A light “boing boing flap flap” weapon often allows you to execute your technique with the strength of the arm and shoulder alone, without the connection of the root and the rest of the body. With a realistic weapon you do not get away with doing it in that way. With a realistic weapon, failure to engage the root and the full body will simply get your arm really tired, really fast. You likely will not even get to the end of your form.
I’ve got some weaponry that could be considered extra-heavy, and this becomes even more true. Sometimes you can barely swing the weapon at all, if you are doing it from the arm and shoulder alone.
This practice translates into empty-hand practice as the rooting and connection lessons are just as important in that context. But with the empty hand, without something heavy in your hand, it is even easier to cheat with your technique, or to even be unaware of the need to root and use body connection altogether. Once you learn these lessons with one weapon, it becomes easy to recognize how it is true with the other weapons as well: spear, staff, double weapons, etc. they all require the engagement of the root and the full body connection, within the context of their particular techniques.

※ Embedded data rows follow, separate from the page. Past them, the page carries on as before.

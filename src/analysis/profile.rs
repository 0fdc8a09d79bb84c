//! Per-bucket exposure durations.

use super::bounds::{Anomaly, BoundedValue};
use super::passes::{PassConfiguration, PassLadder};
use serde::{Deserialize, Serialize};
use std::fmt;

/// Number of attenuation buckets reported per measurement.
pub const DURATION_BUCKETS: usize = 3;

/// Bucket names, in collaborator order.
pub const BUCKET_NAMES: [&str; DURATION_BUCKETS] = ["low", "medium", "high"];

/// Minutes spent in each attenuation bucket (low, medium, high).
///
/// Bucket boundaries are those of the pass that produced the profile.
#[derive(Debug, Clone, Copy, PartialEq, Eq, Default, Serialize, Deserialize)]
#[serde(transparent)]
pub struct DurationProfile {
    durations: [BoundedValue; DURATION_BUCKETS],
}

/// Anomaly found while merging one bucket.
#[derive(Debug, Clone, PartialEq, Eq)]
pub struct BucketAnomaly {
    pub bucket: usize,
    pub anomaly: Anomaly,
}

impl DurationProfile {
    pub fn new(durations: [BoundedValue; DURATION_BUCKETS]) -> Self {
        Self { durations }
    }

    /// Build a profile from raw collaborator minutes for the given pass.
    pub fn from_minutes(ladder: &PassLadder, pass: usize, minutes: [u32; DURATION_BUCKETS]) -> Self {
        Self {
            durations: minutes.map(|m| ladder.bound_for(pass, m)),
        }
    }

    #[allow(dead_code)] // Accessor for tests
    pub fn durations(&self) -> &[BoundedValue; DURATION_BUCKETS] {
        &self.durations
    }

    #[allow(dead_code)] // Accessor for tests
    pub fn bucket(&self, index: usize) -> Option<BoundedValue> {
        self.durations.get(index).copied()
    }

    /// Whether every bucket is an exact measurement.
    pub fn is_exact(&self) -> bool {
        self.durations.iter().all(BoundedValue::is_exact)
    }

    /// Sum of all buckets.
    pub fn total_time(&self) -> BoundedValue {
        self.durations
            .iter()
            .fold(BoundedValue::ZERO, |acc, d| acc.add(*d))
    }

    /// Time in the low and medium buckets.
    pub fn close_time(&self) -> BoundedValue {
        self.durations[0].add(self.durations[1])
    }

    /// Weighted sum of buckets.
    pub fn weighted_time(&self, weights: &[u32; DURATION_BUCKETS]) -> BoundedValue {
        self.durations
            .iter()
            .zip(weights)
            .fold(BoundedValue::ZERO, |acc, (d, w)| acc.add(d.scale(*w)))
    }

    /// `weighted_time / total_time`, or `None` when no time was recorded.
    pub fn classified_level(&self, weights: &[u32; DURATION_BUCKETS]) -> Option<u32> {
        let total = self.total_time().value();
        if total == 0 {
            return None;
        }
        Some(self.weighted_time(weights).divide(total).value())
    }

    /// Classification under the weights of the given pass.
    pub fn classify(&self, config: &PassConfiguration) -> Option<u32> {
        self.classified_level(&config.weights)
    }

    /// Bucket-wise sum, for several measurements within one pass.
    pub fn add(&self, other: &DurationProfile) -> DurationProfile {
        let mut durations = self.durations;
        for (d, o) in durations.iter_mut().zip(other.durations) {
            *d = d.add(o);
        }
        DurationProfile { durations }
    }

    /// Refine this profile with a later observation of the same exposure.
    ///
    /// Buckets are intersected, never summed.
    pub fn merge(&self, incoming: &DurationProfile) -> (DurationProfile, Vec<BucketAnomaly>) {
        let mut anomalies = Vec::new();
        let mut durations = self.durations;

        for (bucket, (d, new)) in durations.iter_mut().zip(incoming.durations).enumerate() {
            let checked = d.intersect(new);
            if let Some(anomaly) = checked.anomaly {
                anomalies.push(BucketAnomaly { bucket, anomaly });
            }
            *d = checked.value;
        }

        (DurationProfile { durations }, anomalies)
    }
}

impl fmt::Display for DurationProfile {
    fn fmt(&self, f: &mut fmt::Formatter<'_>) -> fmt::Result {
        let [low, medium, high] = &self.durations;
        write!(f, "{}/{}/{}", low, medium, high)
    }
}

#[cfg(test)]
mod tests {
    use super::*;

    fn exact(n: u32) -> BoundedValue {
        BoundedValue::from_exact(n)
    }

    fn at_least(n: u32) -> BoundedValue {
        BoundedValue::from_lower_bound(n)
    }

    const WEIGHTS: [u32; 3] = [0, 6, 0];

    #[test]
    fn test_derived_fields() {
        let profile = DurationProfile::new([exact(5), exact(10), exact(10)]);
        assert_eq!(profile.weighted_time(&WEIGHTS), exact(60));
        assert_eq!(profile.total_time(), exact(25));
        assert_eq!(profile.classified_level(&WEIGHTS), Some(2));
        assert_eq!(profile.close_time(), exact(15));
    }

    #[test]
    fn test_classified_level_skips_empty_profile() {
        let profile = DurationProfile::new([exact(0); 3]);
        assert_eq!(profile.classified_level(&WEIGHTS), None);
    }

    #[test]
    fn test_from_minutes_uses_pass_precision() {
        let ladder = PassLadder::default();
        let triage = DurationProfile::from_minutes(&ladder, 0, [5, 10, 10]);
        assert!(!triage.is_exact());
        assert_eq!(triage.total_time(), at_least(25));

        let refined = DurationProfile::from_minutes(&ladder, 1, [5, 12, 30]);
        assert_eq!(refined.durations(), &[exact(5), exact(12), at_least(30)]);
    }

    #[test]
    fn test_merge_refines_lower_bounds() {
        let ladder = PassLadder::default();
        let earlier = DurationProfile::from_minutes(&ladder, 0, [5, 10, 10]);
        let later = DurationProfile::from_minutes(&ladder, 1, [5, 12, 10]);

        let (merged, anomalies) = earlier.merge(&later);
        assert!(anomalies.is_empty());
        assert_eq!(merged.bucket(1), Some(exact(12)));
        assert!(merged.is_exact());
        assert_eq!(merged.weighted_time(&WEIGHTS), exact(72));
        assert_eq!(merged.classified_level(&WEIGHTS), Some(2));
    }

    #[test]
    fn test_merge_reports_bucket_anomalies() {
        let settled = DurationProfile::new([exact(5), exact(12), exact(10)]);
        let conflicting = DurationProfile::new([exact(5), exact(9), exact(10)]);

        let (merged, anomalies) = settled.merge(&conflicting);
        assert_eq!(merged.bucket(1), Some(exact(12)));
        assert_eq!(anomalies.len(), 1);
        assert_eq!(anomalies[0].bucket, 1);
    }

    #[test]
    fn test_add_within_pass() {
        let a = DurationProfile::new([exact(5), exact(10), at_least(30)]);
        let b = DurationProfile::new([exact(1), exact(2), exact(3)]);
        let sum = a.add(&b);
        assert_eq!(sum.durations(), &[exact(6), exact(12), at_least(33)]);
        assert_eq!(sum.to_string(), "6/12/>= 33");
    }
}
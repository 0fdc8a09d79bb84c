//! Configuration file handling.
//!
//! This module handles loading and merging configuration from
//! `.exposure-refiner.toml` files.

use crate::analysis::passes::{
    LadderError, PassLadder, DEFAULT_DURATION_CAP, DEFAULT_THRESHOLDS, DEFAULT_WEIGHTS,
};
use crate::analysis::profile::DURATION_BUCKETS;
use anyhow::{Context, Result};
use serde::{Deserialize, Serialize};
use std::path::{Path, PathBuf};
use std::time::Duration;

/// Default configuration file name.
pub const CONFIG_FILE: &str = ".exposure-refiner.toml";

/// Root configuration structure.
#[derive(Debug, Clone, Default, Serialize, Deserialize)]
pub struct Config {
    /// General settings.
    #[serde(default)]
    pub general: GeneralConfig,

    /// Refinement ladder settings.
    #[serde(default)]
    pub analysis: AnalysisConfig,

    /// Scanning collaborator settings.
    #[serde(default)]
    pub scanner: ScannerConfig,
}

/// General application settings.
#[derive(Debug, Clone, Serialize, Deserialize)]
pub struct GeneralConfig {
    /// Path of the persisted batch store.
    #[serde(default = "default_store")]
    pub store: PathBuf,

    /// Enable verbose logging by default.
    #[serde(default)]
    pub verbose: bool,
}

impl Default for GeneralConfig {
    fn default() -> Self {
        Self {
            store: default_store(),
            verbose: false,
        }
    }
}

fn default_store() -> PathBuf {
    PathBuf::from("exposures.json")
}

/// Refinement ladder settings.
#[derive(Debug, Clone, Serialize, Deserialize)]
pub struct AnalysisConfig {
    /// Attenuation thresholds, grouped in pairs, one pair per pass.
    #[serde(default = "default_thresholds")]
    pub thresholds: Vec<u8>,

    /// Bucket weights (low, medium, high attenuation).
    #[serde(default = "default_weights")]
    pub weights: [u32; DURATION_BUCKETS],

    /// Minutes at which bucket durations saturate.
    #[serde(default = "default_duration_cap")]
    pub duration_cap_minutes: u32,

    /// Per-pass timeout in seconds (0 disables).
    #[serde(default = "default_pass_timeout")]
    pub pass_timeout_seconds: u64,
}

impl Default for AnalysisConfig {
    fn default() -> Self {
        Self {
            thresholds: default_thresholds(),
            weights: default_weights(),
            duration_cap_minutes: default_duration_cap(),
            pass_timeout_seconds: default_pass_timeout(),
        }
    }
}

fn default_thresholds() -> Vec<u8> {
    DEFAULT_THRESHOLDS.to_vec()
}

fn default_weights() -> [u32; DURATION_BUCKETS] {
    DEFAULT_WEIGHTS
}

fn default_duration_cap() -> u32 {
    DEFAULT_DURATION_CAP
}

fn default_pass_timeout() -> u64 {
    300 // scans run on a human timescale
}

impl AnalysisConfig {
    /// Build the pass ladder described by this configuration.
    pub fn ladder(&self) -> std::result::Result<PassLadder, LadderError> {
        PassLadder::from_thresholds(&self.thresholds, self.weights, self.duration_cap_minutes)
    }

    /// The per-pass timeout, if enabled.
    pub fn pass_timeout(&self) -> Option<Duration> {
        (self.pass_timeout_seconds > 0).then(|| Duration::from_secs(self.pass_timeout_seconds))
    }
}

/// Scanning collaborator settings.
#[derive(Debug, Clone, Serialize, Deserialize)]
pub struct ScannerConfig {
    /// Recorded measurements served by the replay collaborator.
    #[serde(default = "default_replay")]
    pub replay: PathBuf,
}

impl Default for ScannerConfig {
    fn default() -> Self {
        Self {
            replay: default_replay(),
        }
    }
}

fn default_replay() -> PathBuf {
    PathBuf::from("measurements.json")
}

impl Config {
    /// Load configuration from a file path.
    pub fn load(path: &Path) -> Result<Self> {
        let content = std::fs::read_to_string(path)
            .with_context(|| format!("Failed to read config file: {}", path.display()))?;

        let config: Config = toml::from_str(&content)
            .with_context(|| format!("Failed to parse config file: {}", path.display()))?;

        Ok(config)
    }

    /// Try to load configuration from the default location.
    ///
    /// Returns `Ok(None)` if the file doesn't exist, `Err` if it exists but can't be parsed.
    pub fn load_default() -> Result<Option<Self>> {
        let default_path = Path::new(CONFIG_FILE);

        if default_path.exists() {
            Ok(Some(Self::load(default_path)?))
        } else {
            Ok(None)
        }
    }

    /// Merge this configuration with CLI arguments.
    ///
    /// CLI arguments take precedence over config file settings.
    /// This method only overrides config when CLI provides explicit values.
    pub fn merge_with_args(&mut self, args: &crate::cli::Args) {
        if let Some(ref store) = args.store {
            self.general.store = store.clone();
        }
        if let Some(ref replay) = args.replay {
            self.scanner.replay = replay.clone();
        }
        if let Some(timeout) = args.timeout {
            self.analysis.pass_timeout_seconds = timeout;
        }

        // Flags always override
        if args.verbose {
            self.general.verbose = true;
        }
    }

    /// Generate a default configuration file content.
    pub fn default_toml() -> String {
        let config = Config::default();
        toml::to_string_pretty(&config).unwrap_or_else(|_| String::new())
    }
}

In the modern day, I feel that is where the real value in weapons practice lies. Fantasies of a zombie apocalypse aside, it is just unlikely that any of us will ever need to use our swords and spears in real combat. And, practice with realistic weaponry helps develop a realistic and appropriate and useable physical strength without spending time simply lifting weights, which is an activity that I personally find no interest in.
Perhaps I am saying the same thing as you describe, in different words.
I think we are saying pretty much the same thing.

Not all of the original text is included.